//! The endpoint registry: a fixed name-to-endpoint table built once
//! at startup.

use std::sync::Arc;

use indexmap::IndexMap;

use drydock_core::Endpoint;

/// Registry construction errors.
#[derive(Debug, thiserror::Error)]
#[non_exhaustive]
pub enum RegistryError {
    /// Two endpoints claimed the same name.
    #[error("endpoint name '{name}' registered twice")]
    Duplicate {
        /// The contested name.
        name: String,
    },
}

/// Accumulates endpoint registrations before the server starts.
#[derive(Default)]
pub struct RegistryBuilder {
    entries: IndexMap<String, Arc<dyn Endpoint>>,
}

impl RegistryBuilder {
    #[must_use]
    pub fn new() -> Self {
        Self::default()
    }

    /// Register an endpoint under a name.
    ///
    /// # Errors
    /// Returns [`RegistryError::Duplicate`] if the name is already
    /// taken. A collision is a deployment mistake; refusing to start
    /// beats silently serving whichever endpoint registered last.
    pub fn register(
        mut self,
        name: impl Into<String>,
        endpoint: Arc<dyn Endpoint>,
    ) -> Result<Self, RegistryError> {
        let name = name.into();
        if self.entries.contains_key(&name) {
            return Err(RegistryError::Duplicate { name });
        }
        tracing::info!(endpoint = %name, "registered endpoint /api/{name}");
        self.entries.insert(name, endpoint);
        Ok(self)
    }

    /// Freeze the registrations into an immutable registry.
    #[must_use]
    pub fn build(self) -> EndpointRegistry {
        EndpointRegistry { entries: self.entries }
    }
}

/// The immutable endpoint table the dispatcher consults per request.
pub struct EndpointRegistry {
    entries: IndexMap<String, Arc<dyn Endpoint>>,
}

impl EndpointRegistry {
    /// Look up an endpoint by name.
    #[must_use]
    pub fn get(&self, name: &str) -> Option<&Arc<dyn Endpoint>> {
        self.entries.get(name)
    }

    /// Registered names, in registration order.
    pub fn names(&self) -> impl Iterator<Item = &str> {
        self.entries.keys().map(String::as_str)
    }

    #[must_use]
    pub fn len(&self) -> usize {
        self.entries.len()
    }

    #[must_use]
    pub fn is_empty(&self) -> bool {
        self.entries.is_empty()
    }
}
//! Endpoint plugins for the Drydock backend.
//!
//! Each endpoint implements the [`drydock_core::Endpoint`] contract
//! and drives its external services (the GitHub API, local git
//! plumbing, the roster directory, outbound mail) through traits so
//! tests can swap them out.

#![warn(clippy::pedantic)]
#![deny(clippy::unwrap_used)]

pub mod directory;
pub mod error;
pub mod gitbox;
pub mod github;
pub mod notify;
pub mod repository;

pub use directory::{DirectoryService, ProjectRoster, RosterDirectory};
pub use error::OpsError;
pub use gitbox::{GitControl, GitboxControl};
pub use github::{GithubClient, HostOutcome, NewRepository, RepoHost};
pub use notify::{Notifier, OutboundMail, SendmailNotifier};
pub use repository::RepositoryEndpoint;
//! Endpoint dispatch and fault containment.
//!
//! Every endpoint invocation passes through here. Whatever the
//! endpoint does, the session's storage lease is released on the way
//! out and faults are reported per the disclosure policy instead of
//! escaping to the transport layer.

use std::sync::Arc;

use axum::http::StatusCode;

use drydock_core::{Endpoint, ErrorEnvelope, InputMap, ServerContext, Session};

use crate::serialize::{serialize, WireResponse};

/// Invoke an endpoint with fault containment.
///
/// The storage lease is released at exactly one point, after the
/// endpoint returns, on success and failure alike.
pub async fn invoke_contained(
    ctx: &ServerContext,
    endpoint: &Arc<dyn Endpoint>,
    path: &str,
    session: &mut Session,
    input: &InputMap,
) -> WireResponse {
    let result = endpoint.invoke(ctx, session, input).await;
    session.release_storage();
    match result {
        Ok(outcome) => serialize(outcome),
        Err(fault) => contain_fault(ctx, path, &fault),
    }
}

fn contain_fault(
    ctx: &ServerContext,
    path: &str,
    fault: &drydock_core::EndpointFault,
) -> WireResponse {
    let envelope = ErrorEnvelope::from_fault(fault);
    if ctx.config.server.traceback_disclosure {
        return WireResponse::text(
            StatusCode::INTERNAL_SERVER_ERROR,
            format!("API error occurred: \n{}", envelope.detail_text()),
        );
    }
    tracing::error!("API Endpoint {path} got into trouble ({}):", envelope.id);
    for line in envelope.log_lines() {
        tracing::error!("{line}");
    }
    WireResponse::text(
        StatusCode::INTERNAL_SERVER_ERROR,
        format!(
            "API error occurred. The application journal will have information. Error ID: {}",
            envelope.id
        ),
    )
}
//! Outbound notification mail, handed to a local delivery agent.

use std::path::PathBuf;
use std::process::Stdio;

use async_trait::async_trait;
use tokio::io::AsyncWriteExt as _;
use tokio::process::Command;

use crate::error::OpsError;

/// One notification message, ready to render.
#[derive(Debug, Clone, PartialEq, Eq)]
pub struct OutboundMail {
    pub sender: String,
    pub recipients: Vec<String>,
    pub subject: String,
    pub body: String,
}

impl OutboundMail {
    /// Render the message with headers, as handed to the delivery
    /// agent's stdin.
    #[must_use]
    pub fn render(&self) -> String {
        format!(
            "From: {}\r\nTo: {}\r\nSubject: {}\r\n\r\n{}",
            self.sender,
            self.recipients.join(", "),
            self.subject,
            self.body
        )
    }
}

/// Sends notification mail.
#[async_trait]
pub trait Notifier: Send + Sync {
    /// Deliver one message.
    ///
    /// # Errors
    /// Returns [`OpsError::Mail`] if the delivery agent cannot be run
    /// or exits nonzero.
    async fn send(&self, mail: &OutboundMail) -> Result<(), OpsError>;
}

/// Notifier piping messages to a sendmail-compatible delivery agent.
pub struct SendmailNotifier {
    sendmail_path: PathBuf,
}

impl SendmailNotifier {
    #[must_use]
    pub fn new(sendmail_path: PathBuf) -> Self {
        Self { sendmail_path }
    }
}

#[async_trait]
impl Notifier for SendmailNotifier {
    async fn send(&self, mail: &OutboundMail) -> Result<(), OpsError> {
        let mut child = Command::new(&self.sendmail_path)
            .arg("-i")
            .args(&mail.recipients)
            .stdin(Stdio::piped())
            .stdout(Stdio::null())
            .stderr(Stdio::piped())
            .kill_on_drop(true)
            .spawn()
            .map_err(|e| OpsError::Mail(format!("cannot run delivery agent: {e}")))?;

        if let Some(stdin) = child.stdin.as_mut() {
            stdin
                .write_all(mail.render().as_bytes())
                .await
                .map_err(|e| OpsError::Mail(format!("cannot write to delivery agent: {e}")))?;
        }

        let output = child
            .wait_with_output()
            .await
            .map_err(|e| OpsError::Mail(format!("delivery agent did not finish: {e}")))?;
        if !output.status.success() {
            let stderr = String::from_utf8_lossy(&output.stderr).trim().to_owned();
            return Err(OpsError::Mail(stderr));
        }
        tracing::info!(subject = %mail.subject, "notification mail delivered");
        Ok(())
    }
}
■ ■ ■
● **Task statement**
Copy every line of the material in which the word "child" occurs.

● **Task result**
        let mut child = Command::new(&self.sendmail_path)
        if let Some(stdin) = child.stdin.as_mut() {
        let output = child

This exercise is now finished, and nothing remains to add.